Besides the Avengers, and Guardians of The Galaxy, Marvel Studios did not have many films that centered on a team. Most of its films focus on individual superheroes, such as Iron Man, Captain America, Thor, and more. Now, after Endgame, Marvel Studios has pretty much increased the number of its superhero films that centered on a group of superheroes. We have seen The Eternals, Fantastic Four, and now The Marvels.
Like so many other superhero films and fantasy films, it started with the discovery of an ancient artifact that contains a supreme power that basically can make the wielder a walking god with the power to destroy a universe. It is so cliché and it is executed half-heartedly. It has no depth, it has no pressure point, and it is just another cliché-villain born from the will to revenge.

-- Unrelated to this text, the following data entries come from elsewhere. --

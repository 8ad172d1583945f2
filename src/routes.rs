use crate::{
    api::{attendance, payroll},
    auth::middleware::auth_middleware,
    config::Config,
};
use actix_governor::{
    Governor, GovernorConfig, GovernorConfigBuilder, PeerIpKeyExtractor,
    governor::middleware::NoOpMiddleware,
};
use actix_web::{middleware::from_fn, web};

pub type LimiterConfig = GovernorConfig<PeerIpKeyExtractor, NoOpMiddleware>;

/// Per-IP budget for protected routes. Built once so every worker shares the same limiter.
pub fn limiter_config(requests_per_min: u32) -> anyhow::Result<LimiterConfig> {
    let requests_per_min = requests_per_min.max(1);
    let per_ms = (60_000 / u64::from(requests_per_min)).max(1);
    GovernorConfigBuilder::default()
        .milliseconds_per_request(per_ms)
        .burst_size(requests_per_min)
        .key_extractor(PeerIpKeyExtractor)
        .finish()
        .ok_or_else(|| anyhow::anyhow!("invalid rate limit {requests_per_min}/min"))
}

pub fn configure(cfg: &mut web::ServiceConfig, config: &Config, limiter: &LimiterConfig) {
    cfg.service(
        web::scope(&config.api_prefix)
            .wrap(from_fn(auth_middleware)) // authentication
            .wrap(Governor::new(limiter)) // rate limiting
            .configure(protected),
    );
}

/// Payroll and attendance routes, relative to the API prefix.
pub fn protected(cfg: &mut web::ServiceConfig) {
    cfg.service(
        web::scope("/payroll")
            // /payroll
            .service(web::resource("").route(web::get().to(payroll::list_payrolls)))
            // /payroll/generate
            .service(web::resource("/generate").route(web::post().to(payroll::generate_payroll)))
            // /payroll/employee/{employee_id}
            .service(
                web::resource("/employee/{employee_id}")
                    .route(web::get().to(payroll::employee_payslips)),
            )
            // /payroll/{id}
            .service(
                web::resource("/{id}")
                    .route(web::get().to(payroll::get_payslip))
                    .route(web::delete().to(payroll::delete_payroll)),
            )
            // /payroll/{id}/status
            .service(web::resource("/{id}/status").route(web::put().to(payroll::update_status))),
    )
    .service(
        web::scope("/attendance")
            // /attendance
            .service(web::resource("").route(web::get().to(attendance::list_attendance)))
            .service(web::resource("/check-in").route(web::post().to(attendance::check_in)))
            .service(web::resource("/check-out").route(web::post().to(attendance::check_out)))
            .service(web::resource("/ot-check-in").route(web::post().to(attendance::ot_check_in)))
            .service(web::resource("/ot-check-out").route(web::post().to(attendance::ot_check_out)))
            .service(web::resource("/today").route(web::get().to(attendance::today)))
            .service(
                web::resource("/today/{employee_id}")
                    .route(web::get().to(attendance::employee_today)),
            )
            .service(
                web::resource("/employee/{employee_id}")
                    .route(web::get().to(attendance::employee_attendance)),
            ),
    );
}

Concluding in a very typical way, it shows a visually okay effect yet somewhat empty spectacles of CGI lasers, colours, planet, and space. Moreover, Marvel films are now continually its lazy-ass technique by offering a compilation of seemingly pieced-together remnants from preceding films in many of its latest films.
To put it as briefly as possible, The Marvels is a team consists of Marvel most SJW-like superheroes whose superheroes names have ‘Marvel’ in it. Carol Danvers (Brie Larson) is the Captain Marvel, Kamala Khan (Iman Vellani) is Ms. Marvel, and Monica Rambeau (Teyonah Parris) who prefers to not have a superhero name.
Carol Danvers is grappling with guilt over the Kree vs Skrull civil war due to her prior actions. She undertakes missions for Nick Fury (Samuel L Jackson) to investigate an enigmatic rift in the universe. Meanwhile, Monica Rambeau is also examining the same anomaly. In a distant Jersey City, Kamala Khan is oblivious to these cosmic events.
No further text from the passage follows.